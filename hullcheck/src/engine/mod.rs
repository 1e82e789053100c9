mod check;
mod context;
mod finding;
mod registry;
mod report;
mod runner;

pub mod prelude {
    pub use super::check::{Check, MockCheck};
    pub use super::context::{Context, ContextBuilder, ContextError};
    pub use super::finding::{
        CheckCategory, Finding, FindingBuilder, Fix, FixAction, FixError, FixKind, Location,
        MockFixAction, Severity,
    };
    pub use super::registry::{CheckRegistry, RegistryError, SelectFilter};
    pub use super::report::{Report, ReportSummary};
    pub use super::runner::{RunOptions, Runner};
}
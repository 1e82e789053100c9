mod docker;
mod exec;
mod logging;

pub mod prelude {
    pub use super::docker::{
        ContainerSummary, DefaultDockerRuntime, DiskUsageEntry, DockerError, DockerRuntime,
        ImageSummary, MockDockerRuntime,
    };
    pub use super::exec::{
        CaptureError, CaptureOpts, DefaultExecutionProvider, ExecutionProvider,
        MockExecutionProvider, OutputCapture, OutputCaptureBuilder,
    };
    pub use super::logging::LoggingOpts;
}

◇ ◇ ◇

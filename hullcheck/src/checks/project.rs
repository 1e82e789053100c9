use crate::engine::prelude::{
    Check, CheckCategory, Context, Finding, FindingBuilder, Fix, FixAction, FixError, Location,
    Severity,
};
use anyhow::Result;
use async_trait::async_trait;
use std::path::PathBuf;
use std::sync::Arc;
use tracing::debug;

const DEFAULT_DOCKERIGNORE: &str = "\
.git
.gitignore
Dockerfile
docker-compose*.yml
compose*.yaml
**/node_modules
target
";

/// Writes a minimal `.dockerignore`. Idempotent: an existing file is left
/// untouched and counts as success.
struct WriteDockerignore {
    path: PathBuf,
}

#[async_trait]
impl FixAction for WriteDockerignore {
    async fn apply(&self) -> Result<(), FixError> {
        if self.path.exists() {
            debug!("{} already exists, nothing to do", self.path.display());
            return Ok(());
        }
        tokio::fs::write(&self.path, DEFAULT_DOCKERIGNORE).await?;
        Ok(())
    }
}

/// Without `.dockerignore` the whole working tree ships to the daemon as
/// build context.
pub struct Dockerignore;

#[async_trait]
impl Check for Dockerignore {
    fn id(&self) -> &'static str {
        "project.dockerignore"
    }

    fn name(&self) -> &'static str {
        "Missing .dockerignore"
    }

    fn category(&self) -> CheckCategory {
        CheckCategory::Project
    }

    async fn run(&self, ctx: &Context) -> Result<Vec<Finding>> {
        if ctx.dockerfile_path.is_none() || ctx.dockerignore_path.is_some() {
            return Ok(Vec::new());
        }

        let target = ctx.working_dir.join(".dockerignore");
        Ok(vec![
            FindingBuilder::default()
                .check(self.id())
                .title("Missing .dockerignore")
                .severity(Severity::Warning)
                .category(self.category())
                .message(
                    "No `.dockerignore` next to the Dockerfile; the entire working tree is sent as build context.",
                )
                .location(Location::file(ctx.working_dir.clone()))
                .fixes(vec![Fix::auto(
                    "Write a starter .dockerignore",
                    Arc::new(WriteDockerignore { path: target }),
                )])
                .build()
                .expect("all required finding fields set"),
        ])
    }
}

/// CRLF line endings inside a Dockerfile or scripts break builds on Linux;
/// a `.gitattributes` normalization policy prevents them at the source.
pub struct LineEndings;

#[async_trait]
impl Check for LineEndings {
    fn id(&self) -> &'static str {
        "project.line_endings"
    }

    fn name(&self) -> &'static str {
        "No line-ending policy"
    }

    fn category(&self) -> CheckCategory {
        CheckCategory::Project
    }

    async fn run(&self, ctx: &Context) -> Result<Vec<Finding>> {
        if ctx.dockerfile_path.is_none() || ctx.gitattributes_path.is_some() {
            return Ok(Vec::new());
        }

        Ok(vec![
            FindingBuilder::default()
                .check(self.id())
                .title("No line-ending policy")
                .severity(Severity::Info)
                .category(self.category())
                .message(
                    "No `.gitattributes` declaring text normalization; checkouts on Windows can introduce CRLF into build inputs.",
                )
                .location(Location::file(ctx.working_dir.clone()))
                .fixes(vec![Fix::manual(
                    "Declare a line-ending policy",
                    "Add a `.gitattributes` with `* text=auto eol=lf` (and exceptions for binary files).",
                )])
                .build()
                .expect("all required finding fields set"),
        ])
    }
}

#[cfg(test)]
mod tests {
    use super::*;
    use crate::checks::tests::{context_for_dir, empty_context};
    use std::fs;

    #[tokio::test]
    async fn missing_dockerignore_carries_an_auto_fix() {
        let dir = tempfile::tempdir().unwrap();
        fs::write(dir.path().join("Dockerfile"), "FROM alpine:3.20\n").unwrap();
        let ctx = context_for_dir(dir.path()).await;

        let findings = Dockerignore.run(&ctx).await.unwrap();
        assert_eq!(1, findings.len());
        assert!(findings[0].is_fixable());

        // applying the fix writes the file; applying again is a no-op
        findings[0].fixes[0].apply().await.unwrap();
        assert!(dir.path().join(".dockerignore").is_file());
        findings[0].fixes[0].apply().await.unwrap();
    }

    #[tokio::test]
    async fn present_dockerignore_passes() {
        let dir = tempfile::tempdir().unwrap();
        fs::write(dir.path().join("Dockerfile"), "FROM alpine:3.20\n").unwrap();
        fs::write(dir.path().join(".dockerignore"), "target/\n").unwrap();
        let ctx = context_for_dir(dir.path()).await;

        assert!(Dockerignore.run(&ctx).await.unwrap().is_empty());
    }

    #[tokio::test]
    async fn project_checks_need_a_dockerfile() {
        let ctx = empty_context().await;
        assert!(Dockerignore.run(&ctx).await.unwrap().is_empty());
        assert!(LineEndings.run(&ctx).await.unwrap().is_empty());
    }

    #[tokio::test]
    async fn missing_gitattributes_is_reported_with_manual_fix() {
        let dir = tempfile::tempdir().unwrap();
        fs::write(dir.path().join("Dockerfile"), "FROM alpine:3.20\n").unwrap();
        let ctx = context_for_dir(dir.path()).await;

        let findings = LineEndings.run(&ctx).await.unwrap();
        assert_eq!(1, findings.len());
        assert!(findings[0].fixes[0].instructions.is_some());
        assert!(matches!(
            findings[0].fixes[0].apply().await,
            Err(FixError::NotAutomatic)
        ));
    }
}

◇ ◇ ◇

▸ The task
Wherever the string "Severity" occurs in the entries, copy that whole line.

▸ Your solution
        MockFixAction, Severity,
    Severity,
                .severity(Severity::Warning)
                .severity(Severity::Info)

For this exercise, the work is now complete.